> [What to produce]
Write out the following records exactly, each one in full.

> [Task input]

========

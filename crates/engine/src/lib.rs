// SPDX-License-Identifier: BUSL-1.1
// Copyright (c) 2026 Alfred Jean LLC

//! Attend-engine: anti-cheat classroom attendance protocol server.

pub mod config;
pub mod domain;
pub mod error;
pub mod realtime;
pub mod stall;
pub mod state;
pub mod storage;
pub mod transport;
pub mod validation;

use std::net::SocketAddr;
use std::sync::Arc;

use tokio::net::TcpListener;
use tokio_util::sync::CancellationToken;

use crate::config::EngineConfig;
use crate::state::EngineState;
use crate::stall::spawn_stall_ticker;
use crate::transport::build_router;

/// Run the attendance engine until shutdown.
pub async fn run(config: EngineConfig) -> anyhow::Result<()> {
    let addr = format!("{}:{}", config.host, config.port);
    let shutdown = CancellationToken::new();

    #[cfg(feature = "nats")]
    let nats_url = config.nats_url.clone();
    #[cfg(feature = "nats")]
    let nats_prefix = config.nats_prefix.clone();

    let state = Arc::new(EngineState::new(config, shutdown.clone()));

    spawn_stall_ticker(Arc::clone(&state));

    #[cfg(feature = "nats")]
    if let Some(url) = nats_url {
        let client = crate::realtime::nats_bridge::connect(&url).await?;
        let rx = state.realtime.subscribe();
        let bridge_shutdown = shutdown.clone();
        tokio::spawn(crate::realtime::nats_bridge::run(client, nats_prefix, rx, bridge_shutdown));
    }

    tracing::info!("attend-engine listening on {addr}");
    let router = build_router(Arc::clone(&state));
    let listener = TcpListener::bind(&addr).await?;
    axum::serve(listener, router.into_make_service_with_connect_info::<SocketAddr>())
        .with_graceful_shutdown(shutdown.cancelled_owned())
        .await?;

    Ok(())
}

========

> [Response]
filename crates/engine/src/lib.rs
// SPDX-License-Identifier: BUSL-1.1
// Copyright (c) 2026 Alfred Jean LLC

//! Attend-engine: anti-cheat classroom attendance protocol server.

pub mod config;
pub mod domain;
pub mod error;
pub mod realtime;
pub mod stall;
pub mod state;
pub mod storage;
pub mod transport;
pub mod validation;

use std::net::SocketAddr;
use std::sync::Arc;

use tokio::net::TcpListener;
use tokio_util::sync::CancellationToken;

use crate::config::EngineConfig;
use crate::state::EngineState;
use crate::stall::spawn_stall_ticker;
use crate::transport::build_router;

/// Run the attendance engine until shutdown.
pub async fn run(config: EngineConfig) -> anyhow::Result<()> {
    let addr = format!("{}:{}", config.host, config.port);
    let shutdown = CancellationToken::new();

    #[cfg(feature = "nats")]
    let nats_url = config.nats_url.clone();
    #[cfg(feature = "nats")]
    let nats_prefix = config.nats_prefix.clone();

    let state = Arc::new(EngineState::new(config, shutdown.clone()));

    spawn_stall_ticker(Arc::clone(&state));

    #[cfg(feature = "nats")]
    if let Some(url) = nats_url {
        let client = crate::realtime::nats_bridge::connect(&url).await?;
        let rx = state.realtime.subscribe();
        let bridge_shutdown = shutdown.clone();
        tokio::spawn(crate::realtime::nats_bridge::run(client, nats_prefix, rx, bridge_shutdown));
    }

    tracing::info!("attend-engine listening on {addr}");
    let router = build_router(Arc::clone(&state));
    let listener = TcpListener::bind(&addr).await?;
    axum::serve(listener, router.into_make_service_with_connect_info::<SocketAddr>())
        .with_graceful_shutdown(shutdown.cancelled_owned())
        .await?;

    Ok(())
}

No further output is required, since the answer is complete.